Valley Link Virtual Meeting Highlights
- paulBVL
- 4 days ago
- 3 min read
Yesterday at high noon, the Valley Link PR squad held their virtual dog-and-pony show to unveil the shiny new routes, the “minor” tweaks, and to field whatever questions the peasants dared to ask.
Sorry folks, the 'screen' portion of the screen recording didn't work as expected, but the audio is great. I’ve already trimmed the soul-crushing hour down to a much more tolerable 19 minutes of spin. I asked Rob Richardson when the official version would hit the internet. Crickets. He’s probably buried under an avalanche of angry calls from people whose “new routes” just got a lot more personal. Highlight video further below.
Here are the lowlights, in case you missed the performance:
The towers are now magically taller—jumping from 135-160 feet to a robust 150-175 feet. Totally unplanned, right? Just an innocent little growth spurt.
Fewer than 70 homes within 500 feet? Adorable. I can already name four residences along a single 1,200-foot stretch near my place that laugh at that number.
They’ve heroically avoided historic properties by “leveraging large tracts.” Someone should probably alert the new members of that particular club in Orange County—they seem to have discovered some brand-new historic areas the maps conveniently missed.
Endless regional benefits! Provided your idea of progress is watching your rural community get turned into an industrial power corridor.
No surveys happening right now. They’ll send you a nice letter first, right before they show up on your property. How civilized.

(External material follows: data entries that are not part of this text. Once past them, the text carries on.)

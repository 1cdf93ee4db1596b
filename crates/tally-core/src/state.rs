//! Guarded state and statistics

use crate::error::CounterError;
use crate::policy::OverflowPolicy;
use serde::{Deserialize, Serialize};
use std::sync::atomic::{AtomicU64, Ordering};

/// Everything that lives inside the guard
#[derive(Debug, Default)]
pub(crate) struct CounterState {
    pub(crate) value: i64,
    increments: u64,
    decrements: u64,
    rejected: u64,
}

impl CounterState {
    /// Apply one step; the value is only written when the policy accepts it
    pub(crate) fn step(
        &mut self,
        delta: i64,
        policy: OverflowPolicy,
        label: &str,
    ) -> Result<i64, CounterError> {
        match policy.apply(self.value, delta) {
            Ok(next) => {
                self.value = next;
                if delta > 0 {
                    self.increments += 1;
                } else if delta < 0 {
                    self.decrements += 1;
                }
                Ok(next)
            }
            Err(e) => {
                self.rejected += 1;
                tracing::debug!(counter = %label, value = self.value, delta, "step rejected");
                Err(e)
            }
        }
    }
}

/// Counters kept outside the guard, touched while waiting for it
#[derive(Debug, Default)]
pub(crate) struct WaitStats {
    contended: AtomicU64,
    timeouts: AtomicU64,
}

impl WaitStats {
    pub(crate) fn record_contended(&self) {
        self.contended.fetch_add(1, Ordering::Relaxed);
    }

    pub(crate) fn record_timeout(&self) {
        self.timeouts.fetch_add(1, Ordering::Relaxed);
    }

    pub(crate) fn snapshot(&self, state: &CounterState) -> CounterStats {
        CounterStats {
            increments: state.increments,
            decrements: state.decrements,
            rejected: state.rejected,
            contended: self.contended.load(Ordering::Relaxed),
            timeouts: self.timeouts.load(Ordering::Relaxed),
        }
    }
}

/// Operation statistics for a counter
#[derive(Debug, Clone, Copy, Default, PartialEq, Eq, Serialize, Deserialize)]
pub struct CounterStats {
    /// Successful steps with a positive delta
    pub increments: u64,
    /// Successful steps with a negative delta
    pub decrements: u64,
    /// Steps refused by [`OverflowPolicy::Reject`]
    pub rejected: u64,
    /// Acquisitions that found the guard held and had to wait
    pub contended: u64,
    /// Bounded waits that expired
    pub timeouts: u64,
}

impl CounterStats {
    /// Total successful mutations
    #[inline]
    #[must_use]
    pub fn mutations(&self) -> u64 {
        self.increments + self.decrements
    }
}
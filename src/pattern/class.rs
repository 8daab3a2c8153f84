//! Character class predicates behind the built-in category patterns.
//!
//! Letters, numbers and case come from `char`'s own Unicode tables. The
//! punctuation and symbol classes are exact over ASCII and cover the main
//! Unicode punctuation, currency, arrow and operator blocks beyond it.

use std::fmt;

/// One member of a custom character set.
#[derive(Debug, Clone, PartialEq, Eq)]
pub enum CharClass {
    Single(char),
    /// Inclusive range.
    Range(char, char),
}

impl CharClass {
    pub fn contains(&self, ch: char) -> bool {
        match self {
            CharClass::Single(c) => *c == ch,
            CharClass::Range(lo, hi) => *lo <= ch && ch <= *hi,
        }
    }
}

impl fmt::Display for CharClass {
    fn fmt(&self, f: &mut fmt::Formatter<'_>) -> fmt::Result {
        match self {
            CharClass::Single(c) => write!(f, "{}", c.escape_debug()),
            CharClass::Range(lo, hi) => write!(f, "{}..{}", lo.escape_debug(), hi.escape_debug()),
        }
    }
}

/// Unicode letters.
pub fn is_letter(ch: char) -> bool {
    ch.is_alphabetic()
}

pub fn is_uppercase(ch: char) -> bool {
    ch.is_uppercase()
}

pub fn is_lowercase(ch: char) -> bool {
    ch.is_lowercase()
}

/// Unicode numbers (decimal digits, letter-like and other numerics).
pub fn is_number(ch: char) -> bool {
    ch.is_numeric()
}

pub fn is_punctuation(ch: char) -> bool {
    if ch.is_ascii() {
        return ch.is_ascii_punctuation() && !is_ascii_symbol(ch);
    }
    matches!(
        ch,
        '\u{A1}' | '\u{A7}' | '\u{AB}' | '\u{B6}' | '\u{B7}' | '\u{BB}' | '\u{BF}'
            | '\u{2010}'..='\u{2027}'
            | '\u{2030}'..='\u{2043}'
            | '\u{2045}'..='\u{2051}'
            | '\u{2053}'..='\u{205E}'
            | '\u{2E00}'..='\u{2E4F}'
            | '\u{3001}'..='\u{3003}'
            | '\u{3008}'..='\u{3011}'
            | '\u{3014}'..='\u{301F}'
            | '\u{FF01}'..='\u{FF03}'
            | '\u{FF05}'..='\u{FF0A}'
            | '\u{FF0C}'..='\u{FF0F}'
    )
}

pub fn is_symbol(ch: char) -> bool {
    if ch.is_ascii() {
        return is_ascii_symbol(ch);
    }
    matches!(
        ch,
        '\u{A2}'..='\u{A6}' | '\u{A8}' | '\u{A9}' | '\u{AC}' | '\u{AE}'..='\u{B1}'
            | '\u{B4}' | '\u{B8}' | '\u{D7}' | '\u{F7}'
            | '\u{2044}' | '\u{2052}'
            | '\u{20A0}'..='\u{20C0}'
            | '\u{2100}'..='\u{214F}'
            | '\u{2190}'..='\u{23FF}'
            | '\u{2500}'..='\u{27BF}'
            | '\u{2900}'..='\u{2BFF}'
    )
}

/// ASCII characters in the Unicode symbol categories (Sc, Sk, Sm).
fn is_ascii_symbol(ch: char) -> bool {
    matches!(ch, '$' | '+' | '<' | '=' | '>' | '^' | '`' | '|' | '~')
}

/// Unicode separators (Zs, Zl, Zp).
pub fn is_separator(ch: char) -> bool {
    matches!(
        ch,
        ' ' | '\u{A0}'
            | '\u{1680}'
            | '\u{2000}'..='\u{200A}'
            | '\u{2028}'
            | '\u{2029}'
            | '\u{202F}'
            | '\u{205F}'
            | '\u{3000}'
    )
}

/// Single-unit line terminators. `"\r\n"` is handled by the pattern.
pub fn is_line_terminator(ch: char) -> bool {
    matches!(
        ch,
        '\n' | '\u{B}' | '\u{C}' | '\r' | '\u{85}' | '\u{2028}' | '\u{2029}'
    )
}

pub fn is_whitespace(ch: char) -> bool {
    ch.is_whitespace()
}

/// Matches any unit.
pub fn is_any(_: char) -> bool {
    true
}
//! Pattern combinators over text.
//!
//! Patterns are built in code rather than parsed from a regex string:
//! literals, character classes and the combinators on [`Pattern`] compose
//! into a matcher graph that can be reused against any number of inputs.
//!
//! # Example
//!
//! ```rust
//! use strand::{Capture, Compare, Pattern, builtin};
//!
//! let word = Capture::new();
//! let repeated = builtin::letter()
//!     .many()
//!     .capture(&word)
//!     .then(' ')
//!     .then(&word);
//!
//! assert!(repeated.consume("hello hello").is_success());
//! assert!(!repeated.consume("hello world").is_success());
//!
//! let keyword = Pattern::from("SELECT").with(Compare::CaseInsensitive);
//! let result = keyword.consume("select *");
//! assert_eq!(result.slice("select *"), "select");
//! ```
//!
//! Failures are ordinary values: a [`MatchResult`] says where the attempt
//! started, how far it got and, on failure, which fragment of the pattern
//! could not be matched. Call [`MatchResult::into_result`] to turn a failure
//! into an `Err`.

mod capture;
mod compare;
mod error;
mod match_result;
pub mod pattern;
mod source;

pub use capture::Capture;
pub use compare::Compare;
pub use error::{MatchError, PatternError};
pub use match_result::MatchResult;
pub use pattern::{CharClass, MutablePattern, Pattern, builtin};
pub use source::Source;
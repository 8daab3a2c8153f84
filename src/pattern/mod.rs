//! Composable patterns.
//!
//! A [`Pattern`] is a handle to an immutable graph of matcher nodes. Patterns
//! are built from literals and the built-in classes, then combined:
//!
//! | Method            | Operator  | Meaning                                   |
//! |-------------------|-----------|-------------------------------------------|
//! | `a.or(b)`         | `a \| b`  | `a`, or else `b` (first match wins)       |
//! | `a.then(b)`       | `a & b`   | `a` followed by `b`                       |
//! | `a.optional()`    | `-a`      | `a` if present                            |
//! | `a.many()`        |           | one or more `a`, greedily                 |
//! | `a.repeat(n)`     | `a * n`   | exactly `n` times `a`                     |
//! | `a.not()`         | `!a`      | anything but `a`                          |
//! | `a.except()`      |           | one character where `a` does not match    |
//! | `a.capture(&c)`   |           | `a`, remembering the text in `c`          |
//! | `a.with(mode)`    |           | `a` compared under `mode`                 |
//!
//! Combining never changes the operands; every call returns a new pattern
//! that shares their nodes.

pub mod builtin;
pub mod class;
mod mutable;
pub(crate) mod node;


use std::fmt;
use std::ops::{BitAnd, BitOr, Mul, Neg, Not};
use std::rc::Rc;

use regex_automata::meta;
use regex_syntax::hir::Look;

use crate::capture::Capture;
use crate::compare::Compare;
use crate::error::PatternError;
use crate::match_result::MatchResult;
use crate::source::Source;

pub use class::CharClass;
pub use mutable::MutablePattern;

use node::{Checker, Node};

/// A reusable, immutable pattern.
#[derive(Clone)]
pub struct Pattern {
    head: Rc<Node>,
}

type Step = fn(&Rc<Node>, &mut Source, &mut MatchResult, Compare);

impl Pattern {
    pub(crate) fn from_node(head: Rc<Node>) -> Self {
        Self { head }
    }

    fn wrap(node: Node) -> Self {
        Self::from_node(Rc::new(node))
    }

    pub(crate) fn node(&self) -> &Rc<Node> {
        &self.head
    }

    pub(crate) fn checker(name: &'static str, test: fn(char) -> bool) -> Self {
        Self::wrap(Node::Checker(Checker::Named { name, test }))
    }

    /// Any single character in `lo..=hi`.
    pub fn range(lo: char, hi: char) -> Self {
        Self::wrap(Node::Checker(Checker::Set(vec![CharClass::Range(lo, hi)])))
    }

    /// Any single character from `chars`.
    pub fn one_of(chars: &str) -> Result<Self, PatternError> {
        if chars.is_empty() {
            return Err(PatternError::EmptyArgument("character set"));
        }
        Ok(Self::set(chars.chars().map(CharClass::Single).collect()))
    }

    /// Any single character belonging to one of `classes`.
    pub fn set(classes: Vec<CharClass>) -> Self {
        Self::wrap(Node::Checker(Checker::Set(classes)))
    }

    /// Match `capture`'s current value literally.
    pub fn backreference(capture: &Capture) -> Self {
        Self::wrap(Node::Backreference {
            capture: capture.clone(),
            compare: Compare::None,
        })
    }

    /// Adapt a regular expression.
    ///
    /// Every match of the expression must begin with `^` or `\A`, so that it
    /// can only match at the cursor; `^a|b` is rejected because of its `b`
    /// branch. Multi-line `(?m)^` does not count as an anchor.
    pub fn regex(expression: &str) -> Result<Self, PatternError> {
        let hir = regex_syntax::parse(expression)?;
        if !hir.properties().look_set_prefix().contains(Look::Start) {
            return Err(PatternError::NotAnchored(expression.to_string()));
        }
        let regex = meta::Builder::new()
            .build_from_hir(&hir)
            .map_err(|err| PatternError::Build(err.to_string()))?;
        Ok(Self::wrap(Node::Regex {
            regex,
            expression: expression.into(),
        }))
    }

    /// `self`, or else `other`. The first alternative that matches wins, even
    /// when `other` would match more.
    pub fn or(&self, other: impl Into<Pattern>) -> Pattern {
        Self::wrap(Node::Alternator(self.head.clone(), other.into().head))
    }

    /// `self` followed by `other`.
    pub fn then(&self, other: impl Into<Pattern>) -> Pattern {
        Self::wrap(Node::Concatenator(self.head.clone(), other.into().head))
    }

    /// `self` if it is present; never fails.
    pub fn optional(&self) -> Pattern {
        Self::wrap(Node::Optor(self.head.clone()))
    }

    /// One or more `self`, as many as match.
    pub fn many(&self) -> Pattern {
        Self::wrap(Node::Spanner(self.head.clone()))
    }

    /// Exactly `times` repetitions of `self`.
    pub fn repeat(&self, times: usize) -> Pattern {
        Self::wrap(Node::Repeater(self.head.clone(), times))
    }

    /// Anything that `self` does not match, one `self`-sized step at a time.
    pub fn not(&self) -> Pattern {
        Self::wrap(Node::Negator(self.head.clone()))
    }

    /// Any single character, unless `self` matches at the cursor.
    ///
    /// Unlike [`Pattern::not`], which steps over as many units as `self`
    /// examines, this always advances by exactly one.
    pub fn except(&self) -> Pattern {
        Self::wrap(Node::Except(self.head.clone()))
    }

    /// `self`, storing the matched text in `capture` when it succeeds.
    pub fn capture(&self, capture: &Capture) -> Pattern {
        Self::wrap(Node::Capturer(self.head.clone(), capture.clone()))
    }

    /// `self` with literals compared under `compare`.
    pub fn with(&self, compare: Compare) -> Pattern {
        match &*self.head {
            Node::Char { ch, .. } => Self::wrap(Node::Char { ch: *ch, compare }),
            Node::Literal { text, .. } => Self::wrap(Node::Literal {
                text: text.clone(),
                compare,
            }),
            Node::Backreference { capture, .. } => Self::wrap(Node::Backreference {
                capture: capture.clone(),
                compare,
            }),
            _ => Self::wrap(Node::Modal(self.head.clone(), compare)),
        }
    }

    /// Ordinary patterns are always sealed; this returns `self` unchanged.
    pub fn seal(self) -> Pattern {
        self
    }

    /// True when this pattern stands for exactly `text` and nothing else.
    pub fn represents(&self, text: &str) -> bool {
        self.head
            .literal_text()
            .is_some_and(|literal| literal.iter().copied().eq(text.chars()))
    }

    /// Match against the start of `text`.
    ///
    /// # Panics
    ///
    /// Panics if the pattern reaches a recursive reference to a
    /// [`MutablePattern`] that was never defined or has been dropped.
    pub fn consume(&self, text: &str) -> MatchResult {
        self.consume_source(&mut Source::new(text))
    }

    /// Match against the start of `chars`.
    pub fn consume_chars(&self, chars: &[char]) -> MatchResult {
        self.consume_source(&mut Source::from(chars))
    }

    /// Match at the cursor of `source`. On success the cursor moves past the
    /// match; on failure it is left where it was.
    pub fn consume_source(&self, source: &mut Source) -> MatchResult {
        let mut result = MatchResult::new(source.position());
        self.consume_into(source, &mut result);
        result
    }

    /// Continue `result` with a match at the cursor of `source`.
    ///
    /// Nothing happens if `result` has already failed.
    pub fn consume_into(&self, source: &mut Source, result: &mut MatchResult) {
        self.run("consume", Node::consume, source, result);
    }

    /// Match the negation of this pattern against the start of `text`.
    pub fn neglect(&self, text: &str) -> MatchResult {
        self.neglect_source(&mut Source::new(text))
    }

    pub fn neglect_chars(&self, chars: &[char]) -> MatchResult {
        self.neglect_source(&mut Source::from(chars))
    }

    pub fn neglect_source(&self, source: &mut Source) -> MatchResult {
        let mut result = MatchResult::new(source.position());
        self.neglect_into(source, &mut result);
        result
    }

    pub fn neglect_into(&self, source: &mut Source, result: &mut MatchResult) {
        self.run("neglect", Node::neglect, source, result);
    }

    fn run(&self, op: &'static str, step: Step, source: &mut Source, result: &mut MatchResult) {
        if !result.is_success() {
            return;
        }
        let start = source.position();
        step(&self.head, source, result, Compare::None);
        if !result.is_success() {
            source.set_position(start);
        }
        tracing::trace!(
            op,
            pattern = %self,
            start,
            length = result.len(),
            success = result.is_success(),
            "match attempt"
        );
    }
}

impl PartialEq for Pattern {
    fn eq(&self, other: &Self) -> bool {
        Rc::ptr_eq(&self.head, &other.head) || self.head == other.head
    }
}

impl PartialEq<str> for Pattern {
    fn eq(&self, other: &str) -> bool {
        self.represents(other)
    }
}

impl PartialEq<&str> for Pattern {
    fn eq(&self, other: &&str) -> bool {
        self.represents(other)
    }
}

impl fmt::Display for Pattern {
    fn fmt(&self, f: &mut fmt::Formatter<'_>) -> fmt::Result {
        fmt::Display::fmt(&self.head, f)
    }
}

impl fmt::Debug for Pattern {
    fn fmt(&self, f: &mut fmt::Formatter<'_>) -> fmt::Result {
        f.debug_tuple("Pattern")
            .field(&format_args!("{}", self.head))
            .finish()
    }
}

impl From<char> for Pattern {
    fn from(ch: char) -> Self {
        Self::wrap(Node::Char {
            ch,
            compare: Compare::None,
        })
    }
}

impl From<&str> for Pattern {
    fn from(text: &str) -> Self {
        Self::wrap(Node::literal(text))
    }
}

impl From<String> for Pattern {
    fn from(text: String) -> Self {
        Self::from(text.as_str())
    }
}

impl From<&Capture> for Pattern {
    fn from(capture: &Capture) -> Self {
        Self::backreference(capture)
    }
}

impl From<&Pattern> for Pattern {
    fn from(pattern: &Pattern) -> Self {
        pattern.clone()
    }
}

impl<T: Into<Pattern>> BitOr<T> for Pattern {
    type Output = Pattern;

    fn bitor(self, other: T) -> Pattern {
        Pattern::or(&self, other)
    }
}

impl<T: Into<Pattern>> BitOr<T> for &Pattern {
    type Output = Pattern;

    fn bitor(self, other: T) -> Pattern {
        Pattern::or(self, other)
    }
}

impl<T: Into<Pattern>> BitAnd<T> for Pattern {
    type Output = Pattern;

    fn bitand(self, other: T) -> Pattern {
        Pattern::then(&self, other)
    }
}

impl<T: Into<Pattern>> BitAnd<T> for &Pattern {
    type Output = Pattern;

    fn bitand(self, other: T) -> Pattern {
        Pattern::then(self, other)
    }
}

impl Neg for Pattern {
    type Output = Pattern;

    fn neg(self) -> Pattern {
        self.optional()
    }
}

impl Neg for &Pattern {
    type Output = Pattern;

    fn neg(self) -> Pattern {
        self.optional()
    }
}

impl Not for Pattern {
    type Output = Pattern;

    fn not(self) -> Pattern {
        Pattern::not(&self)
    }
}

impl Not for &Pattern {
    type Output = Pattern;

    fn not(self) -> Pattern {
        Pattern::not(self)
    }
}

impl Mul<usize> for Pattern {
    type Output = Pattern;

    fn mul(self, times: usize) -> Pattern {
        self.repeat(times)
    }
}

impl Mul<usize> for &Pattern {
    type Output = Pattern;

    fn mul(self, times: usize) -> Pattern {
        self.repeat(times)
    }
}
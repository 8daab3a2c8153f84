//! Patterns that can refer to themselves.
//!
//! A [`MutablePattern`] starts empty. While it is unsealed every combinator
//! rewrites its head in place, so the pattern can appear inside its own
//! definition:
//!
//! ```
//! use strand::{MutablePattern, Pattern};
//!
//! let parens = MutablePattern::new();
//! parens
//!     .then('(')?
//!     .then(Pattern::from(&parens).optional())?
//!     .then(')')?;
//! let parens = parens.seal()?;
//!
//! assert_eq!(parens.consume("(())").len(), 4);
//! # Ok::<(), strand::PatternError>(())
//! ```
//!
//! Sealing hands back an ordinary [`Pattern`]; from then on combining it
//! builds new patterns as usual.

use std::cell::RefCell;
use std::fmt;
use std::rc::Rc;

use crate::capture::Capture;
use crate::compare::Compare;
use crate::error::PatternError;
use crate::match_result::MatchResult;
use crate::source::Source;

use super::Pattern;
use super::node::{Node, Slot};

/// A pattern under construction whose head is replaced by each combinator.
///
/// References taken with `Pattern::from(&mutable)` do not keep the pattern
/// alive; keep the sealed pattern (or this one) around for as long as they
/// are used. Left recursion (a pattern whose first step is itself) is not
/// supported.
#[derive(Default)]
pub struct MutablePattern {
    slot: Rc<Slot>,
}

impl MutablePattern {
    pub fn new() -> Self {
        Self {
            slot: Rc::new(RefCell::new(None)),
        }
    }

    /// True once something has been assigned with [`MutablePattern::then`].
    pub fn is_defined(&self) -> bool {
        self.slot.borrow().is_some()
    }

    /// Append `other`. On an empty pattern this sets the head.
    pub fn then(&self, other: impl Into<Pattern>) -> Result<&Self, PatternError> {
        let other = other.into();
        let mut slot = self.slot.borrow_mut();
        let head = match slot.take() {
            None => Rc::clone(other.node()),
            Some(head) => Rc::new(Node::Concatenator(head, Rc::clone(other.node()))),
        };
        *slot = Some(head);
        Ok(self)
    }

    /// Replace the head with `head | other`.
    pub fn or(&self, other: impl Into<Pattern>) -> Result<&Self, PatternError> {
        let other = other.into();
        self.rewrite("or", |head| Node::Alternator(head, Rc::clone(other.node())))
    }

    pub fn optional(&self) -> Result<&Self, PatternError> {
        self.rewrite("optional", Node::Optor)
    }

    pub fn many(&self) -> Result<&Self, PatternError> {
        self.rewrite("many", Node::Spanner)
    }

    pub fn repeat(&self, times: usize) -> Result<&Self, PatternError> {
        self.rewrite("repeat", |head| Node::Repeater(head, times))
    }

    pub fn not(&self) -> Result<&Self, PatternError> {
        self.rewrite("not", Node::Negator)
    }

    pub fn capture(&self, capture: &Capture) -> Result<&Self, PatternError> {
        self.rewrite("capture", |head| Node::Capturer(head, capture.clone()))
    }

    pub fn with(&self, compare: Compare) -> Result<&Self, PatternError> {
        self.rewrite("with", |head| Node::Modal(head, compare))
    }

    /// Freeze the definition and return it as an ordinary pattern.
    pub fn seal(self) -> Result<Pattern, PatternError> {
        if !self.is_defined() {
            tracing::debug!("refusing to seal an undefined pattern");
            return Err(PatternError::Undefined);
        }
        tracing::debug!(pattern = %self, "sealed mutable pattern");
        Ok(self.pattern())
    }

    pub fn consume(&self, text: &str) -> Result<MatchResult, PatternError> {
        self.consume_source(&mut Source::new(text))
    }

    pub fn consume_source(&self, source: &mut Source) -> Result<MatchResult, PatternError> {
        Ok(self.defined()?.consume_source(source))
    }

    pub fn neglect(&self, text: &str) -> Result<MatchResult, PatternError> {
        self.neglect_source(&mut Source::new(text))
    }

    pub fn neglect_source(&self, source: &mut Source) -> Result<MatchResult, PatternError> {
        Ok(self.defined()?.neglect_source(source))
    }

    /// An owning pattern for the current definition.
    fn pattern(&self) -> Pattern {
        Pattern::from_node(Rc::new(Node::Recursive(Rc::clone(&self.slot))))
    }

    fn defined(&self) -> Result<Pattern, PatternError> {
        if self.is_defined() {
            Ok(self.pattern())
        } else {
            Err(PatternError::Undefined)
        }
    }

    fn rewrite(
        &self,
        op: &'static str,
        combine: impl FnOnce(Rc<Node>) -> Node,
    ) -> Result<&Self, PatternError> {
        let mut slot = self.slot.borrow_mut();
        let Some(head) = slot.take() else {
            tracing::debug!(op, "combinator applied to an undefined mutable pattern");
            return Err(PatternError::Undefined);
        };
        *slot = Some(Rc::new(combine(head)));
        Ok(self)
    }
}

impl From<&MutablePattern> for Pattern {
    /// A non-owning reference, suitable for use inside the pattern's own
    /// definition.
    ///
    /// # Panics
    ///
    /// The returned pattern panics when it is matched after `pattern` and the
    /// pattern sealed from it have both been dropped, even if the returned
    /// pattern is itself embedded in a pattern that is still alive. It also
    /// panics when matched before `pattern` has been defined.
    fn from(pattern: &MutablePattern) -> Self {
        Pattern::from_node(Rc::new(Node::Deferred(Rc::downgrade(&pattern.slot))))
    }
}

impl fmt::Display for MutablePattern {
    fn fmt(&self, f: &mut fmt::Formatter<'_>) -> fmt::Result {
        match &*self.slot.borrow() {
            Some(head) => fmt::Display::fmt(head, f),
            None => f.write_str("undefined"),
        }
    }
}

impl fmt::Debug for MutablePattern {
    fn fmt(&self, f: &mut fmt::Formatter<'_>) -> fmt::Result {
        f.debug_tuple("MutablePattern")
            .field(&format_args!("{self}"))
            .finish()
    }
}

#[cfg(test)]
mod tests {
    use super::*;

    #[test]
    fn starts_undefined() {
        let pattern = MutablePattern::new();
        assert!(!pattern.is_defined());
        assert_eq!(pattern.to_string(), "undefined");
    }

    #[test]
    fn then_defines_head() {
        let pattern = MutablePattern::new();
        pattern.then("ab").unwrap();
        assert!(pattern.is_defined());
        assert_eq!(pattern.consume("abc").unwrap().len(), 2);
    }

    #[test]
    fn combinators_need_a_head() {
        let pattern = MutablePattern::new();
        assert_eq!(pattern.or('a').unwrap_err(), PatternError::Undefined);
        assert_eq!(pattern.optional().unwrap_err(), PatternError::Undefined);
        assert_eq!(pattern.many().unwrap_err(), PatternError::Undefined);
        assert_eq!(pattern.repeat(2).unwrap_err(), PatternError::Undefined);
        assert_eq!(pattern.not().unwrap_err(), PatternError::Undefined);
        assert_eq!(
            pattern.capture(&Capture::new()).unwrap_err(),
            PatternError::Undefined
        );
        assert_eq!(
            pattern.with(Compare::CaseInsensitive).unwrap_err(),
            PatternError::Undefined
        );
        assert!(!pattern.is_defined());
    }

    #[test]
    fn consume_undefined_is_an_error() {
        let pattern = MutablePattern::new();
        assert_eq!(pattern.consume("x").unwrap_err(), PatternError::Undefined);
        assert_eq!(pattern.neglect("x").unwrap_err(), PatternError::Undefined);
    }

    #[test]
    fn seal_undefined_is_an_error() {
        assert_eq!(
            MutablePattern::new().seal().unwrap_err(),
            PatternError::Undefined
        );
    }

    #[test]
    fn combinators_rewrite_in_place() {
        let pattern = MutablePattern::new();
        pattern.then('a').unwrap().or('b').unwrap().many().unwrap();
        assert_eq!(pattern.to_string(), "+('a' | 'b')");
        assert_eq!(pattern.consume("abba!").unwrap().len(), 4);
    }

    #[test]
    fn sealed_pattern_combines_immutably() {
        let pattern = MutablePattern::new();
        pattern.then('a').unwrap();
        let sealed = pattern.seal().unwrap();
        let longer = sealed.then('b');
        assert_eq!(sealed.consume("ab").len(), 1);
        assert_eq!(longer.consume("ab").len(), 2);
    }

    #[test]
    fn balanced_parentheses() {
        let parens = MutablePattern::new();
        parens
            .then('(')
            .unwrap()
            .then(-Pattern::from(&parens))
            .unwrap()
            .then(')')
            .unwrap();
        let parens = parens.seal().unwrap();

        assert_eq!(parens.consume("(())").len(), 4);
        assert_eq!(parens.consume("((()))x").len(), 6);
        assert!(!parens.consume("(()").is_success());
    }

    #[test]
    #[should_panic(expected = "pattern undefined")]
    fn embedding_pattern_does_not_keep_reference_alive() {
        let value = MutablePattern::new();
        let array = Pattern::from('[').then(&value).then(']');
        value.then('x').unwrap().or(&array).unwrap();
        drop(value.seal().unwrap());
        let _ = array.consume("[x]");
    }

    #[test]
    fn sealed_pattern_outlives_reference_sites() {
        let list = MutablePattern::new();
        list.then('x')
            .unwrap()
            .then(Pattern::from(',').then(&list).optional())
            .unwrap();
        let list = list.seal().unwrap();
        let wrapped = Pattern::from('[').then(&list).then(']');
        drop(list);
        assert_eq!(wrapped.consume("[x,x,x]").len(), 7);
    }
}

Real environmental studies? Those only happen after the route is locked in at the end of the SCC process. Because nothing says “thorough planning” like approving first and studying later. Any “oops” moments will be mitigated… if regulators force them to.
Herbicide use will be minimal—just a couple of highly trained professionals with backpack sprayers. Nothing to worry your pretty little heads about, they promise.
The noise will be no louder than a quiet office… or maybe a refrigerator on its best day. You won’t even notice the constant 24/7/365 buzzing after a while. Probably.
Property values will barely budge, if at all. They have studies. The kind of studies that always say exactly what the people paying for them want to hear.
Oh, and they’ll also need extra easements onto your land for construction access. Don’t worry—it’s only temporary. They’ll definitely put everything back exactly the way it was after their heavy equipment has spent months compacting your soil and tearing up your fields.
The slide said “Voluntary Easements.” Rob performed Olympic-level verbal gymnastics to avoid the phrase “eminent domain.” Funny how allergic they are to those two little words.
They’re extremely sensitive to agricultural land. Those massive towers will be practically invisible to farmers and ranchers. You’ll hardly notice them at all.
Everything outside the 200-foot right-of-way is perfectly safe. Dominion has studies that say so. (Reading those studies is apparently optional if you’d rather not see the parts that are slightly less reassuring.)
Culpeper’s denial of the Yeat substation? Minor speed bump. They still love that location and will continue “working with” the board until it sees things their way.
Have they done any actual environmental studies around Blue Ridge Shores? Mostly just desktop searches of stuff that was already online. Real boots-on-the-ground work only happens after the route is locked in. Then they’ll do their very best to mitigate whatever they discover they should have known about earlier. Efficient, isn’t it?